SAY WHAT YOU MEAN, PRECICELY, OR A JUDGE WILL DECIDE WHAT YOU MEANT- #1 (Watch Your Language with "Repair Clauses" in Commercial Leases)

Watch Your Language
Courts will typically uphold language in a commercial lease, unless it is contrary to statutory law or public policy. Consequently, commercial landlords and tenants have a lot of leeway in allocating the risk and responsibility of issues inherent in commercial leases. For example, a commercial landlord leery of its tenant’s credit could draft a provision calling for a one year vs. a one month security deposit and not be obligated to provide to tenant, the interest on that deposit (See Ohio Revised Code Sec. 5321.16 for rules governing security deposits in residential leases in Ohio).

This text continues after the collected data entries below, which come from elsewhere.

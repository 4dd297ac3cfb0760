use thiserror::Error;

/// Recoverable argument-lookup failures.
///
/// A missing argument is an expected outcome the caller decides how to
/// handle; it is deliberately distinct from the panicking contract
/// violations (empty names, invalid indices).
#[derive(Debug, Clone, PartialEq, Eq, Error)]
pub enum ArgumentError {
    #[error("no argument named \"{name}\" was found")]
    NamedNotFound { name: String },

    #[error("no anonymous argument at index {index} was found")]
    AnonymousNotFound { index: usize },

    #[error("invalid value \"{value}\" for {parameter}: {message}")]
    InvalidValue {
        parameter: String,
        value: String,
        message: String,
    },
}
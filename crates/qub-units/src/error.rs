use thiserror::Error;

/// Recoverable measure-parsing failures.
#[derive(Debug, Clone, PartialEq, Eq, Error)]
pub enum UnitError {
    #[error("\"{text}\" does not start with a numeric magnitude")]
    InvalidMagnitude { text: String },

    #[error("\"{text}\" does not name a unit")]
    MissingUnit { text: String },

    #[error("unknown unit \"{unit}\"")]
    UnknownUnit { unit: String },
}

/// Split a measure like `5km` or `2.5 l` into magnitude and unit text.
pub(crate) fn split_measure(text: &str) -> Result<(f64, &str), UnitError> {
    let trimmed = text.trim();
    let unit_start = trimmed
        .find(|ch: char| ch.is_alphabetic())
        .ok_or_else(|| UnitError::MissingUnit {
            text: trimmed.to_string(),
        })?;

    let magnitude: f64 =
        trimmed[..unit_start]
            .trim()
            .parse()
            .map_err(|_| UnitError::InvalidMagnitude {
                text: trimmed.to_string(),
            })?;
    if !magnitude.is_finite() {
        return Err(UnitError::InvalidMagnitude {
            text: trimmed.to_string(),
        });
    }

    Ok((magnitude, trimmed[unit_start..].trim()))
}
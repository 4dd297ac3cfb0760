use qub_args::CommandLineArguments;
use qub_streams::{CharacterWriteStream, CharacterWriteStreamList, Stream};

/// The explicit context one program invocation runs against.
///
/// Output and error are fan-out stream lists so a run can duplicate what it
/// writes (console plus a log file, say) without the program code knowing.
/// The exit code accumulates; the entry point hands it to the OS at the
/// end.
pub struct Process {
    arguments: CommandLineArguments,
    output: CharacterWriteStreamList,
    error: CharacterWriteStreamList,
    exit_code: i32,
}

impl Process {
    /// A process with no output sinks yet; callers add the streams they
    /// want writes to reach.
    pub fn create(arguments: CommandLineArguments) -> Self {
        Self {
            arguments,
            output: CharacterWriteStreamList::create(),
            error: CharacterWriteStreamList::create(),
            exit_code: 0,
        }
    }

    pub fn arguments(&self) -> &CommandLineArguments {
        &self.arguments
    }

    pub fn arguments_mut(&mut self) -> &mut CommandLineArguments {
        &mut self.arguments
    }

    pub fn output(&mut self) -> &mut CharacterWriteStreamList {
        &mut self.output
    }

    pub fn error(&mut self) -> &mut CharacterWriteStreamList {
        &mut self.error
    }

    /// Add another sink that every output write will also reach.
    pub fn add_output_stream(&mut self, stream: impl CharacterWriteStream + 'static) {
        self.output.add(stream);
    }

    /// Add another sink that every error write will also reach.
    pub fn add_error_stream(&mut self, stream: impl CharacterWriteStream + 'static) {
        self.error.add(stream);
    }

    pub fn exit_code(&self) -> i32 {
        self.exit_code
    }

    pub fn set_exit_code(&mut self, exit_code: i32) {
        self.exit_code = exit_code;
    }

    /// Dispose both stream lists. Returns whether this call disposed
    /// anything that was still open.
    pub fn dispose(&mut self) -> bool {
        let output_disposed = self.output.dispose();
        let error_disposed = self.error.dispose();
        output_disposed || error_disposed
    }
}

When allocating responsibility for maintenance and repairs, most commercial landlords intend for their tenant to make most of the repairs, especially in a long term, triple net (NNN) lease. But what about “replacements”? Does repair mean replacement? Some landlords may think so, however, most courts have decided that if a landlord wants a tenant to replace the roof, for example, vs. patch it periodically, the lease must provide, to the effect, that “it shall be the tenant’s obligation to repair and replace the roof.” See ASP Properties Group v. Fard, 35 Cal Rptr 3d 343 (Court of Appeals, 2005). See also Robert A. Schoshinski, America Law of Landlord and Tenant, §5:18 at 271 (1980). In the ASP case, a lease amendment was prepared after the lease was signed, to add the roof to the list of items that the tenant was to repair and maintain in good and safe condition. However, the Court determined the list to be a list of repair obligations, not replacement obligations for the tenant. Simply stated, “the courts have held that an express covenant to repair will not be enlarged by [language] construction…a covenant to repair does not include a covenant to replace”. Ohio Real Property Law and Practice, Sec. 20.08 [1]-[3] (2007).

Even the failure to follow a seemingly trivial grammar rule (the use of i.e. vs. e.g.) can result in unintended consequences. See Wolf v. Mitwalli, 1995 Conn. Super. Lexis 1480. In the Wolf case, the tenant intended for the landlord to make all of the “structural repairs”. The lease, which failed to define “structural repairs,” contained the following language: “The landlord is responsible for structural repairs only, i.e., air conditioning, boiler, wiring and utility replacements, provided tenant keeps up the maintenance.” The Court in Wolf held that the landlord was not responsible to make roof repairs, because “roof” was not included in the list of items provided in the lease.

The Court explained that “i.e.” means “that is” and “e.g.” means “for example.” In other words, the use of i.e. served to limit landlord’s structural responsibility to only those items listed in the lease. The Court determined that the language of the lease was clear and unambiguous, and therefore, it would not consider extrinsic evidence of the parties’ intent. The Court declared that it had no sympathy for the tenant who claimed he misunderstood the term i.e. and intended the lease to be interpreted as merely providing examples of the kinds of structural repairs to be effected by the landlord.

The moral of the story? Say what you mean, precisely, or a judge will decide what you meant.